Das Gutachten verkennt das digitale Umfeld
Allerdings verkennt das Gutachten das toxische rechtsextreme Netzwerk in dem Sonboly aktiv war. In diesem Jahr tötete Brenton Tarrant im neuseeländischen Christchurch 51 Menschen und verbreitete seine Tat via Livestream. Er diente dem antisemitischen Mörder von Halle, Stephan Balliet, als Vorbild. Die Diskussion, die wir heute über das digitale Umfeld und online Radikalisierungsprozesse führen, hätte schon damals geführt werden können. Doch die OEZ-Morde wurden lange Zeit mit psychischen Problemen des Täters und Schulmobbing erklärt. Und offenbar gebe es auch jetzt laut LKA keine Hinweise auf Mitwisser und Mittäter. So heißt es im aktuellen Bericht:
„Die Tat des David S. wird zwar von Personen im Internet, so z. B. auf den Plattformen ‘YouTube‘ und ‘STEAM‘, teilweise verherrlicht, die Ermittlungen ergaben jedoch nicht, dass David S. in einem rechten oder sonstigen Netzwerk agierte oder Dritte von seiner bevorstehenden Tat informiert hatte.“
Grobe Fehleinschätzung
Das ist wohl eine grobe Fehleinschätzung. In kaum einen anderen Terror-Fall wird die digitale Vernetzung der Szene so deutlich wie bei dem OEZ-Mörder:
Durch aufmerksame Internet-User*innen wurde die Polizei kurz nach dem OEZ-Anschlag auf einen weiteren potentiellen Amokläufer aufmerksam. Es kam bei dem damals 15-Jährigen David F. in Baden-Württemberg zu einer Hausdurchsuchung. Die Ermittler*innen fanden Fluchtpläne eines Gymnasiums, Chemikalien für Sprengsätze und Rohrbomben sowie Munition für Schusswaffen. David F. war offenbar in unmittelbarer Vorbereitung auf ein Attentat.

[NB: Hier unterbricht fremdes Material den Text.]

use serde::{Deserialize, Deserializer, Serialize, Serializer};

/// 订单（只保留发货流程需要的字段）
#[derive(Debug, Clone, PartialEq, Serialize, Deserialize)]
pub struct Order {
    pub id: i64,
    #[serde(default)]
    pub courier_id: Option<i64>,
    #[serde(default)]
    pub tracking_code: Option<String>,
    pub status: OrderStatus,
}

impl Order {
    /// 已支付且还没有运单号
    pub fn awaits_shipment(&self) -> bool {
        self.status == OrderStatus::Paid && self.tracking_code.is_none()
    }
}

/// 订单状态
#[derive(Debug, Clone, PartialEq, Eq, Hash)]
pub enum OrderStatus {
    /// 待支付
    Pending,
    /// 已支付
    Paid,
    /// 处理中
    Processing,
    /// 已发货
    Shipped,
    /// 已签收
    Delivered,
    /// 已取消
    Cancelled,
    /// 已退款
    Refunded,
    /// 未知状态，原样保留
    Other(String),
}

impl OrderStatus {
    /// 数据库中的取值
    pub fn as_str(&self) -> &str {
        match self {
            OrderStatus::Pending => "pending",
            OrderStatus::Paid => "paid",
            OrderStatus::Processing => "processing",
            OrderStatus::Shipped => "shipped",
            OrderStatus::Delivered => "delivered",
            OrderStatus::Cancelled => "cancelled",
            OrderStatus::Refunded => "refunded",
            OrderStatus::Other(s) => s,
        }
    }

    /// 从数据库取值解析
    pub fn parse(value: &str) -> Self {
        match value.trim().to_ascii_lowercase().as_str() {
            "pending" => OrderStatus::Pending,
            "paid" => OrderStatus::Paid,
            "processing" => OrderStatus::Processing,
            "shipped" => OrderStatus::Shipped,
            "delivered" => OrderStatus::Delivered,
            "cancelled" | "canceled" => OrderStatus::Cancelled,
            "refunded" => OrderStatus::Refunded,
            _ => OrderStatus::Other(value.to_string()),
        }
    }
}

impl std::fmt::Display for OrderStatus {
    fn fmt(&self, f: &mut std::fmt::Formatter<'_>) -> std::fmt::Result {
        f.write_str(self.as_str())
    }
}

impl Serialize for OrderStatus {
    fn serialize<S: Serializer>(&self, serializer: S) -> Result<S::Ok, S::Error> {
        serializer.serialize_str(self.as_str())
    }
}

impl<'de> Deserialize<'de> for OrderStatus {
    fn deserialize<D: Deserializer<'de>>(deserializer: D) -> Result<Self, D::Error> {
        let raw = String::deserialize(deserializer)?;
        Ok(OrderStatus::parse(&raw))
    }
}
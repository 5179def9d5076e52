//! PDF 写入服务 - 业务能力层
//!
//! 只负责"把下载到的 PDF 落盘"，不关心是哪一步下载的

use crate::error::FileError;
use std::path::{Path, PathBuf};
use tokio::fs;
use tracing::debug;

/// PDF 写入服务
pub struct PdfWriter {
    output_dir: PathBuf,
}

impl PdfWriter {
    /// 创建新的 PDF 写入服务
    pub fn new(output_dir: impl Into<PathBuf>) -> Self {
        Self {
            output_dir: output_dir.into(),
        }
    }

    pub fn output_dir(&self) -> &Path {
        &self.output_dir
    }

    /// 写入单个面单 PDF：`label-{id}.pdf`
    pub async fn write_label(&self, label_id: i64, bytes: Vec<u8>) -> Result<PathBuf, FileError> {
        self.write(&format!("label-{}.pdf", label_id), bytes).await
    }

    /// 写入合并 PDF：`labels-{时间戳}.pdf`
    pub async fn write_combined(&self, bytes: Vec<u8>) -> Result<PathBuf, FileError> {
        let stamp = chrono::Local::now().format("%Y%m%d-%H%M%S");
        self.write(&format!("labels-{}.pdf", stamp), bytes).await
    }

    // 写完即释放缓冲区
    async fn write(&self, file_name: &str, bytes: Vec<u8>) -> Result<PathBuf, FileError> {
        fs::create_dir_all(&self.output_dir)
            .await
            .map_err(|source| FileError::WriteFailed {
                path: self.output_dir.display().to_string(),
                source,
            })?;

        let path = self.output_dir.join(file_name);
        debug!("写入 PDF: {} ({} 字节)", path.display(), bytes.len());

        fs::write(&path, bytes)
            .await
            .map_err(|source| FileError::WriteFailed {
                path: path.display().to_string(),
                source,
            })?;

        Ok(path)
    }
}
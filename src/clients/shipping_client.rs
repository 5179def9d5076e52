//! 发货函数客户端
//!
//! 封装四个 serverless 发货函数的调用：建单、生成运单、单个 PDF、合并 PDF

use crate::error::ApiError;
use crate::infrastructure::RequestCtx;
use crate::models::Guide;
use crate::services::response::{self, LabelOutcome};
use async_trait::async_trait;
use reqwest::{RequestBuilder, Response};
use serde::Serialize;
use tracing::debug;

pub const CREATE_ENDPOINT: &str = "shipping-create";
pub const GUIDE_ENDPOINT: &str = "shipping-generate-guide";
pub const LABEL_PDF_ENDPOINT: &str = "shipping-label-pdf";
pub const BULK_PDF_ENDPOINT: &str = "shipping-labels-bulk";

/// `shipping-create` 请求体
#[derive(Debug, Clone, PartialEq, Serialize)]
pub struct CreateLabelsRequest {
    pub order_ids: Vec<i64>,
    /// 始终为 null：服务端使用每个订单自己的快递公司
    pub courier_id: Option<i64>,
    pub shipping_package_id: i64,
}

impl CreateLabelsRequest {
    pub fn new(order_ids: Vec<i64>, shipping_package_id: i64) -> Self {
        Self {
            order_ids,
            courier_id: None,
            shipping_package_id,
        }
    }
}

/// 发货函数能力
///
/// 每次调用都显式传入 [`RequestCtx`]。
#[async_trait]
pub trait ShippingApi: Send + Sync {
    /// 为一批订单创建面单
    async fn create_labels(
        &self,
        ctx: &RequestCtx,
        request: &CreateLabelsRequest,
    ) -> Result<Vec<LabelOutcome>, ApiError>;

    /// 为单个面单生成承运商运单
    async fn generate_guide(&self, ctx: &RequestCtx, label_id: i64) -> Result<Guide, ApiError>;

    /// 下载单个面单 PDF
    async fn label_pdf(&self, ctx: &RequestCtx, label_id: i64) -> Result<Vec<u8>, ApiError>;

    /// 下载合并后的面单 PDF
    async fn bulk_labels_pdf(&self, ctx: &RequestCtx, label_ids: &[i64])
        -> Result<Vec<u8>, ApiError>;
}

/// 基于 reqwest 的发货函数客户端
#[derive(Clone)]
pub struct ShippingClient {
    http: reqwest::Client,
}

impl ShippingClient {
    pub fn new(http: reqwest::Client) -> Self {
        Self { http }
    }

    async fn send(&self, endpoint: &str, request: RequestBuilder) -> Result<Response, ApiError> {
        debug!("调用发货函数: {}", endpoint);
        request
            .send()
            .await
            .map_err(|e| ApiError::transport(endpoint, e))
    }

    async fn read_text(endpoint: &str, resp: Response) -> Result<String, ApiError> {
        resp.text()
            .await
            .map_err(|e| ApiError::transport(endpoint, e))
    }

    /// 非 2xx 时：JSON 错误信息，其次原始文本，最后 `fallback`
    async fn server_error(endpoint: &str, resp: Response, fallback: &str) -> ApiError {
        let status = resp.status().as_u16();
        let body = resp.text().await.unwrap_or_default();
        ApiError::Server {
            endpoint: endpoint.to_string(),
            status,
            message: response::describe_error_body(&body).unwrap_or_else(|| fallback.to_string()),
        }
    }

    /// PDF 接口非 2xx 时只认 JSON 错误信息，否则用通用提示
    async fn pdf_error(endpoint: &str, resp: Response) -> ApiError {
        let status = resp.status().as_u16();
        let body = resp.text().await.unwrap_or_default();
        ApiError::Server {
            endpoint: endpoint.to_string(),
            status,
            message: response::json_error_message(&body)
                .unwrap_or_else(|| "PDF 下载失败".to_string()),
        }
    }

    async fn read_bytes(endpoint: &str, resp: Response) -> Result<Vec<u8>, ApiError> {
        let bytes = resp
            .bytes()
            .await
            .map_err(|e| ApiError::transport(endpoint, e))?;
        Ok(bytes.to_vec())
    }
}

#[async_trait]
impl ShippingApi for ShippingClient {
    async fn create_labels(
        &self,
        ctx: &RequestCtx,
        request: &CreateLabelsRequest,
    ) -> Result<Vec<LabelOutcome>, ApiError> {
        let url = ctx.function_url(CREATE_ENDPOINT);
        let resp = self
            .send(CREATE_ENDPOINT, ctx.authorize(self.http.post(&url).json(request)))
            .await?;

        if !resp.status().is_success() {
            return Err(Self::server_error(CREATE_ENDPOINT, resp, "创建面单失败").await);
        }

        let body = Self::read_text(CREATE_ENDPOINT, resp).await?;
        response::parse_create_labels(&body).map_err(|e| ApiError::decode(CREATE_ENDPOINT, e))
    }

    async fn generate_guide(&self, ctx: &RequestCtx, label_id: i64) -> Result<Guide, ApiError> {
        let url = ctx.function_url(GUIDE_ENDPOINT);
        let body = serde_json::json!({ "shipping_label_id": label_id });
        let resp = self
            .send(GUIDE_ENDPOINT, ctx.authorize(self.http.post(&url).json(&body)))
            .await?;

        if !resp.status().is_success() {
            return Err(Self::server_error(GUIDE_ENDPOINT, resp, "生成运单失败").await);
        }

        let text = Self::read_text(GUIDE_ENDPOINT, resp).await?;
        response::parse_guide(&text).map_err(|msg| ApiError::decode(GUIDE_ENDPOINT, msg))
    }

    async fn label_pdf(&self, ctx: &RequestCtx, label_id: i64) -> Result<Vec<u8>, ApiError> {
        let url = ctx.function_url(LABEL_PDF_ENDPOINT);
        let resp = self
            .send(
                LABEL_PDF_ENDPOINT,
                ctx.authorize(self.http.get(&url).query(&[("id", label_id)])),
            )
            .await?;

        if !resp.status().is_success() {
            return Err(Self::pdf_error(LABEL_PDF_ENDPOINT, resp).await);
        }

        Self::read_bytes(LABEL_PDF_ENDPOINT, resp).await
    }

    async fn bulk_labels_pdf(
        &self,
        ctx: &RequestCtx,
        label_ids: &[i64],
    ) -> Result<Vec<u8>, ApiError> {
        let url = ctx.function_url(BULK_PDF_ENDPOINT);
        let body = serde_json::json!({ "label_ids": label_ids });
        let resp = self
            .send(BULK_PDF_ENDPOINT, ctx.authorize(self.http.post(&url).json(&body)))
            .await?;

        if !resp.status().is_success() {
            return Err(Self::pdf_error(BULK_PDF_ENDPOINT, resp).await);
        }

        Self::read_bytes(BULK_PDF_ENDPOINT, resp).await
    }
}
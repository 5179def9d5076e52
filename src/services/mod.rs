pub mod failed_label_writer;
pub mod pdf_writer;
pub mod response;

pub use failed_label_writer::FailedLabelWriter;
pub use pdf_writer::PdfWriter;
pub use response::LabelOutcome;
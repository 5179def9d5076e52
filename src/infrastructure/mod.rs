//! 基础设施层：只暴露"发请求"需要的能力

pub mod http;
pub mod request_ctx;

pub use http::build_http_client;
pub use request_ctx::RequestCtx;
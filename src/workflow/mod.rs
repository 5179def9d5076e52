//! 流程层（Workflow）
//!
//! ## 层次关系
//!
//! ```text
//! orchestrator::App (处理 Vec<BatchRequest>)
//!     ↓
//! workflow::ShippingFlow (处理一个批次：建单 → 运单 → PDF)
//!     ↓
//! clients / services (能力层：发货函数 / 参考数据 / 响应解析 / 落盘)
//!     ↓
//! infrastructure (RequestCtx)
//! ```

pub mod guide_report;
pub mod label_flow;
pub mod selection;
pub mod state;

pub use guide_report::{GuideReport, LabelRecord};
pub use label_flow::{generate_guides, ShippingFlow};
pub use selection::SelectionState;
pub use state::{FlowEvent, FlowState, PdfChoice};
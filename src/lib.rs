//! RKNPU driver core.
//!
//! Facade over the workspace crates: [`rknpu_protocol`] carries the register map, task record and
//! request types; [`rknpu_core`] schedules jobs onto the NPU cores. Most users only need
//! [`Device`], [`Session`] and the request types re-exported here.
#![forbid(unsafe_code)]

pub use rknpu_core;
pub use rknpu_protocol;

pub use rknpu_core::{
    AttachResources, Buffer, BufferKind, CoreLoad, Device, DeviceConfig, GuardConfig, HwConfig,
    HwError, IrqOutcome, NpuError, NpuStatsSnapshot, Result, Session,
};
pub use rknpu_protocol::{
    ActionCode, JobFlags, MemCreateArgs, MemCreated, MemFlags, MemSyncArgs, Request, Response,
    RknpuTask, SubcoreTask, SubmitArgs, SubmitResult, SyncFlags,
};
use thiserror::Error;

use crate::hw::HwError;

pub type Result<T> = std::result::Result<T, NpuError>;

/// Import step that failed while building an imported buffer.
#[derive(Debug, Clone, Copy, PartialEq, Eq)]
pub enum ImportStage {
    Get,
    Attach,
    MapAttachment,
    Vmap,
}

impl std::fmt::Display for ImportStage {
    fn fmt(&self, f: &mut std::fmt::Formatter<'_>) -> std::fmt::Result {
        f.write_str(match self {
            ImportStage::Get => "get",
            ImportStage::Attach => "attach",
            ImportStage::MapAttachment => "map attachment",
            ImportStage::Vmap => "vmap",
        })
    }
}

/// Error type for every client-visible driver operation.
///
/// Variants follow the failure taxonomy of the driver: validation errors are raised before any
/// resource is touched, resource errors are raised after partial work has been unwound, and
/// [`NpuError::Timeout`] / [`NpuError::Aborted`] are the only outcomes of a job that did not
/// complete.
#[derive(Debug, Error)]
pub enum NpuError {
    #[error("invalid argument: {0}")]
    InvalidArgument(String),

    #[error("invalid core mask {mask:#x} (device supports {available:#x})")]
    InvalidCoreMask { mask: u32, available: u32 },

    #[error("submission has no tasks")]
    ZeroTaskCount,

    #[error("task range {start}..{end} on core {core} exceeds task buffer of {capacity} tasks")]
    TaskRangeOutOfBounds {
        core: usize,
        start: u64,
        end: u64,
        capacity: u64,
    },

    #[error("unknown buffer handle {0}")]
    UnknownHandle(u32),

    #[error("out of memory allocating {size} bytes")]
    OutOfMemory { size: u64 },

    #[error("failed to import dma-buf fd {fd} at {stage}: {source}")]
    Import {
        fd: i32,
        stage: ImportStage,
        #[source]
        source: HwError,
    },

    #[error("failed to power on: {0}")]
    PowerOn(#[source] HwError),

    #[error(transparent)]
    Hardware(#[from] HwError),

    #[error("job timed out (hardware task counter {task_counter})")]
    Timeout { task_counter: u32 },

    #[error("job aborted")]
    Aborted,

    #[error("unsupported: {0}")]
    Unsupported(&'static str),
}

impl NpuError {
    /// Negative Linux errno the character-device surface reports for this error.
    pub fn errno(&self) -> i32 {
        const EFAULT: i32 = 14;
        const ENOMEM: i32 = 12;
        const EINVAL: i32 = 22;
        const EIO: i32 = 5;
        const ENODEV: i32 = 19;
        const ETIMEDOUT: i32 = 110;

        let errno = match self {
            NpuError::InvalidArgument(_)
            | NpuError::InvalidCoreMask { .. }
            | NpuError::ZeroTaskCount
            | NpuError::UnknownHandle(_)
            | NpuError::Unsupported(_)
            | NpuError::Aborted => EINVAL,
            NpuError::TaskRangeOutOfBounds { .. } => EFAULT,
            NpuError::OutOfMemory { .. } => ENOMEM,
            NpuError::Import { source, .. } => match source {
                HwError::NoMemory => ENOMEM,
                HwError::BadHandle(_) => EINVAL,
                _ => EIO,
            },
            NpuError::PowerOn(_) => ENODEV,
            NpuError::Hardware(_) => EIO,
            NpuError::Timeout { .. } => ETIMEDOUT,
        };
        -errno
    }

    pub fn is_timeout(&self) -> bool {
        matches!(self, NpuError::Timeout { .. })
    }
}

F. und Sonboly standen wohl in engem Kontakt. „F. hatte Sonboly angeboten, dessen Manifest nach der Tat zu verbreiten“, so der Journalist Roland Sieber, außerdem hat F. über die Zugangsdaten für einen von Sonbolys „Steam“-Accounts verfügt und sich dort zwei Tage nach dessen Blutbad eingeloggt. Fünf Monate vor München schrieb F. auf eines der „Steam-Profile“ von Sonboly: „Free your Hate!“ (befreie deinen Hass).
William Atchison, der spätere Attentäter aus den USA
Was ist aber das verbindende Element zwischen Sonboly und David F.? Beide chatteten auf „Steam“ immer wieder mit der selben Person: Mit dem späteren US-Attentäter William Atchison (21). Dieser hatte ein „Steam“-Forum namens „Anti-Refugee-Club“ gegründet, in dem er sich mit Gleichgesinnten, darunter Sonboly und F. über rechtsextreme, rassistische Inhalte, Waffenbeschaffung und Mordfantasien austauschte.
David F. hatte William Atchison eines Tages gefragt, ob der Amerikaner noch mehr Personen in Deutschland kenne, die sich für Amokläufe interessieren. Atchison verwies den 15-Jährigen daraufhin an Sonboly. Nach den Morden am OEZ feierte Atchison den Münchner Attentäter im Internet als Held – und verhöhnte die Mordopfer. Nach dem Anschlag von München verfasste Atchison als Admin in dem Wikipedia nachempfundenen Szenen-Wiki „Encyclopedia Dramatica“ einen lobenden Eintrag über Sonboly. Am 7. Dezember 2017 wurde der Amerikaner in Aztek, im Bundesstaat New Mexico, selbst zum Mörder: Er erschoss an einer Schule zwei Mexikaner. Danach beging er Selbstmord. Wie Sonboly pflegte auch der Amerikaner Sympathien mit der heimischen Rechten: Atchison trieb sich auf Foren der Alt-Right herum und postete Beiträge, in denen er Trump und Hitler feierte.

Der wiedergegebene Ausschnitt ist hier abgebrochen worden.